Allergan Receives FDA Complete Response Letter for Migraine Drug Semprana

By Pharma News - DCAT Publisher

July 1, 2014

Allergan has received a Complete Response Letter (CRL) from the US Food and Drug Administration (FDA) to its new drug application (NDA) for Semprana (dihydroergotamine), formerly referred to as Levadex, which is being developed as an acute treatment of migraine in adults. In the CRL, the FDA acknowledged that Allergan has made improvements in the canister-filling process.
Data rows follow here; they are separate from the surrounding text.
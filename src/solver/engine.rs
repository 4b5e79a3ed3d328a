use crate::error::Result;
use crate::expr::{Constant, Sort};
use crate::solver::term::{Symbol, Term};

/// Capabilities of an incremental solving engine.
///
/// Engines are driven through a stack of assertion scopes. Everything asserted or declared
/// after a `push` is forgotten by the matching `pop`. Higher-level protocols (model
/// iteration, all-SAT, optimization, unsat cores) are built on top of these primitives by
/// `Session`.
pub trait Engine {
    /// Opens a new assertion scope.
    fn push(&mut self) -> Result<()>;

    /// Discards the innermost assertion scope.
    fn pop(&mut self) -> Result<()>;

    /// Declares a constant symbol in the current scope.
    fn declare(&mut self, symbol: &Symbol, sort: &Sort) -> Result<()>;

    /// Asserts a boolean term in the current scope.
    fn assert(&mut self, constraint: &Term) -> Result<()>;

    /// Checks satisfiability of all asserted terms, `None` if the engine gave up.
    fn check(&mut self) -> Result<Option<bool>>;

    /// Evaluates `terms` in the model of the last successful `check`.
    fn values(&mut self, terms: &[Term]) -> Result<Vec<Constant>>;
}

impl<E: Engine + ?Sized> Engine for Box<E> {
    fn push(&mut self) -> Result<()> {
        (**self).push()
    }

    fn pop(&mut self) -> Result<()> {
        (**self).pop()
    }

    fn declare(&mut self, symbol: &Symbol, sort: &Sort) -> Result<()> {
        (**self).declare(symbol, sort)
    }

    fn assert(&mut self, constraint: &Term) -> Result<()> {
        (**self).assert(constraint)
    }

    fn check(&mut self) -> Result<Option<bool>> {
        (**self).check()
    }

    fn values(&mut self, terms: &[Term]) -> Result<Vec<Constant>> {
        (**self).values(terms)
    }
}
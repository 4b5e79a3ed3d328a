//! A `Formula` is a boolean `Expression` together with the `VariableMap` indexing its variables.

use crate::error::Result;
use crate::expr::Expression;
use std::fmt;

mod variable_map;

pub use self::variable_map::VariableMap;

#[derive(Clone, Debug, Eq, PartialEq)]
pub struct Formula {
    expression: Expression,
    variables: VariableMap,
}

impl Formula {
    /// Creates a formula whose variables are indexed in order of first occurrence.
    pub fn new(expression: Expression) -> Result<Self> {
        expression.sort().expect_boolean()?;
        let variables = VariableMap::from_variables(expression.variables())?;
        Ok(Self {
            expression,
            variables,
        })
    }

    /// Creates a formula over an externally maintained variable map.
    ///
    /// The map may contain variables which do not occur in `expression`. Variables missing
    /// from the map are only detected during translation.
    pub fn with_variable_map(expression: Expression, variables: VariableMap) -> Result<Self> {
        expression.sort().expect_boolean()?;
        Ok(Self {
            expression,
            variables,
        })
    }

    pub fn expression(&self) -> &Expression {
        &self.expression
    }

    pub fn variable_map(&self) -> &VariableMap {
        &self.variables
    }
}

impl fmt::Display for Formula {
    fn fmt(&self, f: &mut fmt::Formatter<'_>) -> fmt::Result {
        write!(f, "{}", self.expression)
    }
}

#[cfg(test)]
mod tests {
    use super::*;
    use crate::expr::{Arithmetic, Boolean};

    #[test]
    fn test_variables_indexed_by_first_occurrence() {
        let a = Boolean::variable("a");
        let b = Boolean::variable("b");
        let formula = Formula::new(
            Boolean::and(
                Boolean::or(b.clone().into(), a.clone().into()).unwrap(),
                Boolean::not(a.into()).unwrap(),
            )
            .unwrap(),
        )
        .unwrap();

        assert_eq!(formula.variable_map().variable_count(), 2);
        assert_eq!(formula.variable_map().index_of("b"), Some(1));
        assert_eq!(formula.variable_map().index_of("a"), Some(2));
    }

    #[test]
    fn test_non_boolean_expression_is_rejected() {
        let x = Arithmetic::integer_variable("x");
        assert!(Formula::new(x.into()).is_err());
    }

    #[test]
    fn test_conflicting_sorts_are_rejected() {
        let formula = Boolean::and(
            Boolean::variable("v").into(),
            Arithmetic::gt(
                Arithmetic::integer_variable("v").into(),
                Arithmetic::integer(0),
            )
            .unwrap(),
        )
        .unwrap();

        assert!(Formula::new(formula).is_err());
    }
}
The two specific items listed in the CRL are related to specifications around content uniformity on the improved canister-filling process and on standards for device actuation. There were no issues related to the clinical safety and efficacy of the product. Allergan received draft labeling from the FDA for the product in June 2013. Allergan plans to meet with the FDA and says it will work to fully address these issues to the satisfaction of the FDA. The company estimates that the next FDA action will occur by the end of the second quarter of 2015.

In other news, Allergan has received approval from the FDA for Ozurdex (dexamethasone intravitreal implant) as a new treatment option for diabetic macular edema  in adult patients who have an artificial lens implant (pseudophakic) or who are scheduled for cataract surgery (phakic). Ozurdex  is a sustained-release biodegradable steroid implant.

Source: Allergan